# Dried banana chips, pineapple, apricots



## luvthempigs (Mar 6, 2010)

I found that my piggies and bunnies all love dried banana chips (as a treat)

Any reason why they shouldn't be allowed to have them on occasion?

What about dried pineapple or apricots? Just trying to think of new little treats for the critters.


----------



## kirbyultra (Mar 6, 2010)

I am not sure about apricots but I think dried banana and pineapple (pure dried fruit, no sugar added and no other preservatives or stuff added) is fine for a treat. If there is added sugar, note how much extra sugar and really be restrictive about the amount.
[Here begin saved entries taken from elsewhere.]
//! Configuration for the update limit notifier.

use chrono::format::{Item, StrftimeItems};
use chrono_tz::Tz;
use serde::{Deserialize, Serialize};
use std::path::{Path, PathBuf};

/// Default message posted when the threshold is reached.
pub const DEFAULT_MESSAGE_TEMPLATE: &str = "[Update limit] You are close to the posting limit. \
The limit is expected to lift at {release}. You have posted {count} times in this section.{annotation}";

/// Default strftime format of the release time.
pub const DEFAULT_RELEASE_TIME_FORMAT: &str = "%H:%M:%S";

/// Default text appended when the section start is only estimated.
pub const DEFAULT_INACCURACY_ANNOTATION: &str = " (This limit estimate is inaccurate.)";

/// Main configuration.
#[derive(Debug, Clone, Serialize, Deserialize)]
pub struct Config {
    /// Handle of the tracked account
    #[serde(default)]
    pub account: Option<String>,

    /// Notification settings, changeable while tracking
    #[serde(default)]
    pub notify: NotifySettings,

    /// Path for storing activity counters
    pub data_path: PathBuf,
}

impl Default for Config {
    fn default() -> Self {
        let data_dir = dirs::data_local_dir()
            .unwrap_or_else(|| PathBuf::from("."))
            .join("update-limit-notifier");

        Self {
            account: None,
            notify: NotifySettings::default(),
            data_path: data_dir,
        }
    }
}

impl Config {
    /// Load configuration from the default location.
    pub fn load() -> Result<Self, ConfigError> {
        Self::load_from(&Self::config_path())
    }

    /// Load configuration from `path`, falling back to defaults when absent.
    pub fn load_from(path: &Path) -> Result<Self, ConfigError> {
        if path.exists() {
            let content =
                std::fs::read_to_string(path).map_err(|e| ConfigError::IoError(e.to_string()))?;
            let config: Config = serde_json::from_str(&content)
                .map_err(|e| ConfigError::ParseError(e.to_string()))?;
            config.notify.validate()?;
            Ok(config)
        } else {
            Ok(Self::default())
        }
    }

    /// Save configuration to the default location.
    pub fn save(&self) -> Result<(), ConfigError> {
        self.save_to(&Self::config_path())
    }

    /// Save configuration to `path`.
    pub fn save_to(&self, path: &Path) -> Result<(), ConfigError> {
        self.notify.validate()?;

        // Ensure parent directory exists
        if let Some(parent) = path.parent() {
            std::fs::create_dir_all(parent).map_err(|e| ConfigError::IoError(e.to_string()))?;
        }

        let content = serde_json::to_string_pretty(self)
            .map_err(|e| ConfigError::SerializeError(e.to_string()))?;

        std::fs::write(path, content).map_err(|e| ConfigError::IoError(e.to_string()))?;

        Ok(())
    }

    /// Get the path to the configuration file.
    pub fn config_path() -> PathBuf {
        dirs::config_dir()
            .unwrap_or_else(|| PathBuf::from("."))
            .join("update-limit-notifier")
            .join("config.json")
    }

    /// Path of the persisted activity counters.
    pub fn activity_path(&self) -> PathBuf {
        self.data_path.join("activity.json")
    }
}

/// Settings that can be swapped without resetting the tracked section.
#[derive(Debug, Clone, PartialEq, Eq, Serialize, Deserialize)]
#[serde(default)]
pub struct NotifySettings {
    /// Posts in a section before a warning is sent
    pub notify_threshold: usize,
    /// Message with `{count}`, `{release}` and `{annotation}` placeholders
    pub message_template: String,
    /// strftime format of the release time
    pub release_time_format: String,
    /// Appended when the section start is an estimate
    pub inaccuracy_annotation: String,
    /// IANA time zone the release time is shown in
    pub time_zone: String,
}

impl Default for NotifySettings {
    fn default() -> Self {
        Self {
            notify_threshold: 100,
            message_template: DEFAULT_MESSAGE_TEMPLATE.to_string(),
            release_time_format: DEFAULT_RELEASE_TIME_FORMAT.to_string(),
            inaccuracy_annotation: DEFAULT_INACCURACY_ANNOTATION.to_string(),
            time_zone: "UTC".to_string(),
        }
    }
}

impl NotifySettings {
    /// Default settings with another threshold.
    pub fn with_threshold(notify_threshold: usize) -> Self {
        Self {
            notify_threshold,
            ..Self::default()
        }
    }

    /// Check every field that could make a later notification fail.
    pub fn validate(&self) -> Result<(), ConfigError> {
        if self.notify_threshold == 0 {
            return Err(ConfigError::InvalidThreshold);
        }
        if StrftimeItems::new(&self.release_time_format).any(|item| matches!(item, Item::Error)) {
            return Err(ConfigError::InvalidTimeFormat(
                self.release_time_format.clone(),
            ));
        }
        self.tz()?;
        Ok(())
    }

    /// The parsed time zone.
    pub fn tz(&self) -> Result<Tz, ConfigError> {
        self.time_zone
            .parse::<Tz>()
            .map_err(|_| ConfigError::InvalidTimeZone(self.time_zone.clone()))
    }
}

/// Configuration errors.
#[derive(Debug, Clone, PartialEq, Eq)]
pub enum ConfigError {
    IoError(String),
    ParseError(String),
    SerializeError(String),
    InvalidThreshold,
    InvalidTimeFormat(String),
    InvalidTimeZone(String),
}

impl std::fmt::Display for ConfigError {
    fn fmt(&self, f: &mut std::fmt::Formatter<'_>) -> std::fmt::Result {
        match self {
            ConfigError::IoError(e) => write!(f, "IO error: {e}"),
            ConfigError::ParseError(e) => write!(f, "Parse error: {e}"),
            ConfigError::SerializeError(e) => write!(f, "Serialize error: {e}"),
            ConfigError::InvalidThreshold => write!(f, "Notify threshold must be greater than zero"),
            ConfigError::InvalidTimeFormat(fmt) => {
                write!(f, "Invalid release time format: {fmt:?}")
            }
            ConfigError::InvalidTimeZone(tz) => write!(f, "Unknown time zone: {tz}"),
        }
    }
}

impl std::error::Error for ConfigError {}

#[cfg(test)]
mod tests {
    use super::*;

    #[test]
    fn test_default_config() {
        let config = Config::default();
        assert_eq!(config.notify.notify_threshold, 100);
        assert_eq!(config.notify.time_zone, "UTC");
        assert!(config.account.is_none());
        assert!(config.notify.validate().is_ok());
    }

    #[test]
    fn test_validate_rejects_bad_settings() {
        let settings = NotifySettings::with_threshold(0);
        assert_eq!(settings.validate(), Err(ConfigError::InvalidThreshold));

        let settings = NotifySettings {
            release_time_format: "%Q".to_string(),
            ..NotifySettings::default()
        };
        assert!(matches!(
            settings.validate(),
            Err(ConfigError::InvalidTimeFormat(_))
        ));

        let settings = NotifySettings {
            time_zone: "Mars/Olympus".to_string(),
            ..NotifySettings::default()
        };
        assert!(matches!(
            settings.validate(),
            Err(ConfigError::InvalidTimeZone(_))
        ));
    }

    #[test]
    fn test_save_and_load_roundtrip() {
        let path = std::env::temp_dir()
            .join(format!("update-limit-config-{}", uuid::Uuid::new_v4()))
            .join("config.json");

        let mut config = Config::default();
        config.account = Some("alice".to_string());
        config.notify.notify_threshold = 42;
        config.notify.time_zone = "Asia/Tokyo".to_string();
        config.save_to(&path).unwrap();

        let loaded = Config::load_from(&path).unwrap();
        assert_eq!(loaded.account.as_deref(), Some("alice"));
        assert_eq!(loaded.notify, config.notify);

        let _ = std::fs::remove_dir_all(path.parent().unwrap());
    }

    #[test]
    fn test_missing_file_gives_defaults() {
        let path = std::env::temp_dir().join("update-limit-does-not-exist.json");
        let config = Config::load_from(&path).unwrap();
        assert_eq!(config.notify, NotifySettings::default());
    }

    #[test]
    fn test_partial_notify_section_uses_defaults() {
        let json = r#"{"notify": {"notify_threshold": 7}, "data_path": "/tmp/x"}"#;
        let config: Config = serde_json::from_str(json).unwrap();
        assert_eq!(config.notify.notify_threshold, 7);
        assert_eq!(config.notify.time_zone, "UTC");
    }
}
impl Shared {
    fn current(&self) -> Option<Arc<TrackingState>> {
        lock(&self.slot).clone()
    }

    fn is_live(&self, state: &Arc<TrackingState>) -> bool {
        lock(&self.slot)
            .as_ref()
            .is_some_and(|current| Arc::ptr_eq(current, state))
    }

    fn settings(&self) -> NotifySettings {
        self.settings
            .read()
            .unwrap_or_else(PoisonError::into_inner)
            .clone()
    }

    fn threshold(&self) -> usize {
        self.settings
            .read()
            .unwrap_or_else(PoisonError::into_inner)
            .notify_threshold
    }

    /// Run on the bootstrap thread.
    fn bootstrap(self: &Arc<Self>, state: &Arc<TrackingState>) -> Result<(), BootstrapError> {
        let now = self.clock.now();
        let page = match self.history.fetch_recent(self.finder.page_size(), 0) {
            Ok(page) => page,
            Err(error) => {
                self.fail_bootstrap(state, &error);
                return Err(BootstrapError::HistoryFetch(error));
            }
        };

        let estimate = self.finder.find(&page, now);
        self.complete_bootstrap(state, estimate)
    }

    fn complete_bootstrap(
        self: &Arc<Self>,
        state: &Arc<TrackingState>,
        estimate: SectionEstimate,
    ) -> Result<(), BootstrapError> {
        // Outcomes are only accounted for once the state is known to be live.
        let (replayed, accurate, post_count) = {
            let mut inner = state.lock();
            inner.tracker.apply_estimate(estimate);
            inner.bootstrapping = false;

            let threshold = self.threshold();
            let buffered = std::mem::take(&mut inner.buffered);
            let replayed: Vec<(Post, PostOutcome)> = buffered
                .into_iter()
                .map(|post| {
                    let outcome = inner.tracker.check_post(&post, self.identity.as_ref(), threshold);
                    (post, outcome)
                })
                .collect();

            (
                replayed,
                inner.tracker.section().accurate,
                inner.tracker.post_count(),
            )
        };

        if !self.is_live(state) {
            debug!(tracking_id = %state.id, "bootstrap finished after stop, result discarded");
            return Err(BootstrapError::Superseded);
        }

        let replayed_count = replayed.len();
        let triggers: Vec<NotifyTrigger> = replayed
            .into_iter()
            .filter_map(|(post, outcome)| self.record_outcome(&post, outcome))
            .collect();

        self.activity.record_bootstrap(true);
        info!(
            tracking_id = %state.id,
            accurate,
            post_count,
            replayed = replayed_count,
            "bootstrap complete"
        );
        self.emit(TrackerEvent::BootstrapSucceeded {
            tracking_id: state.id,
            accurate,
            post_count,
        });

        for trigger in triggers {
            self.dispatch_notify(state, trigger);
        }
        Ok(())
    }

    /// Stop, but only if the failed scan belongs to the live state.
    fn fail_bootstrap(&self, state: &Arc<TrackingState>, error: &HistoryError) {
        let was_live = {
            let mut slot = lock(&self.slot);
            let live = slot
                .as_ref()
                .is_some_and(|current| Arc::ptr_eq(current, state));
            if live {
                *slot = None;
            }
            live
        };

        if !was_live {
            debug!(tracking_id = %state.id, error = %error, "stale bootstrap failed");
            return;
        }

        self.activity.record_bootstrap(false);
        warn!(tracking_id = %state.id, error = %error, "bootstrap failed, tracking stopped");
        self.emit(TrackerEvent::BootstrapFailed {
            tracking_id: state.id,
            error: error.clone(),
        });
    }

    /// Run one post through the tracker and account for the outcome.
    fn apply(
        &self,
        tracker: &mut SectionTracker,
        post: &Post,
        threshold: usize,
    ) -> Option<NotifyTrigger> {
        let outcome = tracker.check_post(post, self.identity.as_ref(), threshold);
        self.record_outcome(post, outcome)
    }

    /// Count and log one tracker outcome, handing back its trigger if any.
    fn record_outcome(&self, post: &Post, outcome: PostOutcome) -> Option<NotifyTrigger> {
        match &outcome {
            PostOutcome::Rejected(reason) => {
                self.activity.record_post_rejected();
                debug!(post_id = post.id, ?reason, "post rejected");
            }
            PostOutcome::Counted { post_count } => {
                self.activity.record_post_counted();
                debug!(post_id = post.id, post_count, "post counted");
            }
            PostOutcome::RolledOver { evicted } => {
                self.activity.record_post_counted();
                self.activity.record_rollover();
                info!(post_id = post.id, evicted, "new section started");
            }
            PostOutcome::Triggered(trigger) => {
                self.activity.record_post_counted();
                info!(
                    post_id = post.id,
                    post_count = trigger.post_count,
                    "notify threshold reached"
                );
            }
        }
        outcome.into_trigger()
    }

    /// Send the notification on a worker thread. The latch is already set.
    fn dispatch_notify(self: &Arc<Self>, state: &Arc<TrackingState>, trigger: NotifyTrigger) {
        let shared = Arc::clone(self);
        let state = Arc::clone(state);
        let settings = self.settings();

        thread::spawn(move || {
            if !shared.is_live(&state) {
                debug!(tracking_id = %state.id, "tracking stopped, notification suppressed");
                return;
            }

            match shared.notifier.notify(&trigger, &settings) {
                Ok(message) => {
                    shared.activity.record_notification(true);
                    info!(tracking_id = %state.id, post_count = trigger.post_count, "notification sent");
                    shared.emit(TrackerEvent::Notified {
                        tracking_id: state.id,
                        post_count: trigger.post_count,
                        message,
                    });
                }
                Err(error) => {
                    shared.activity.record_notification(false);
                    warn!(tracking_id = %state.id, error = %error, "notification failed");
                    shared.emit(TrackerEvent::NotifyFailed {
                        tracking_id: state.id,
                        error,
                    });
                }
            }
        });
    }

    fn emit(&self, event: TrackerEvent) {
        let mut observers = lock(&self.observers);
        observers.retain(|tx| match tx.try_send(event.clone()) {
            Ok(()) => true,
            Err(TrySendError::Full(_)) => {
                warn!("event observer is not keeping up, event dropped");
                true
            }
            Err(TrySendError::Disconnected(_)) => false,
        });
    }
}
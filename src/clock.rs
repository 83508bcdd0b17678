//! Source of "now" for the bootstrap scan.

use chrono::{DateTime, Duration, Utc};
use std::sync::{Mutex, PoisonError};

pub trait Clock: Send + Sync {
    fn now(&self) -> DateTime<Utc>;
}

/// Wall-clock time.
#[derive(Debug, Clone, Copy, Default)]
pub struct SystemClock;

impl Clock for SystemClock {
    fn now(&self) -> DateTime<Utc> {
        Utc::now()
    }
}

/// A clock that only moves when told to.
#[derive(Debug)]
pub struct FixedClock {
    now: Mutex<DateTime<Utc>>,
}

impl FixedClock {
    pub fn new(now: DateTime<Utc>) -> Self {
        Self {
            now: Mutex::new(now),
        }
    }

    pub fn set(&self, now: DateTime<Utc>) {
        *self.now.lock().unwrap_or_else(PoisonError::into_inner) = now;
    }

    pub fn advance(&self, by: Duration) {
        let mut guard = self.now.lock().unwrap_or_else(PoisonError::into_inner);
        *guard += by;
    }
}

impl Clock for FixedClock {
    fn now(&self) -> DateTime<Utc> {
        *self.now.lock().unwrap_or_else(PoisonError::into_inner)
    }
}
I give my bun 1/4 of one banana chip, sometimes a half of a chip per night to lure him back into his cage at night. Dried apple chips is another thing that some find popular with the buns. I think the concern is mostly with the amount of sugar consumption.


----------



## tamsin (Mar 7, 2010)

Dried fruit is more concentrated as the waters been removed. He could have a bigger bit of fresh banana and it would have the same nutritional value. The same with other fruit, a whole dried apricot is the same as eating a whole fresh one even though it looks less volume.

A little bit probably won't do any harm, though some buns are sensitive to sugary foods, but other things are just as tasty and you can feed more. Fresh herbs make good treats and any kind of fresh fruit/veg. Just save your rabbits favourite bits from his meal and feed those as treats instead


----------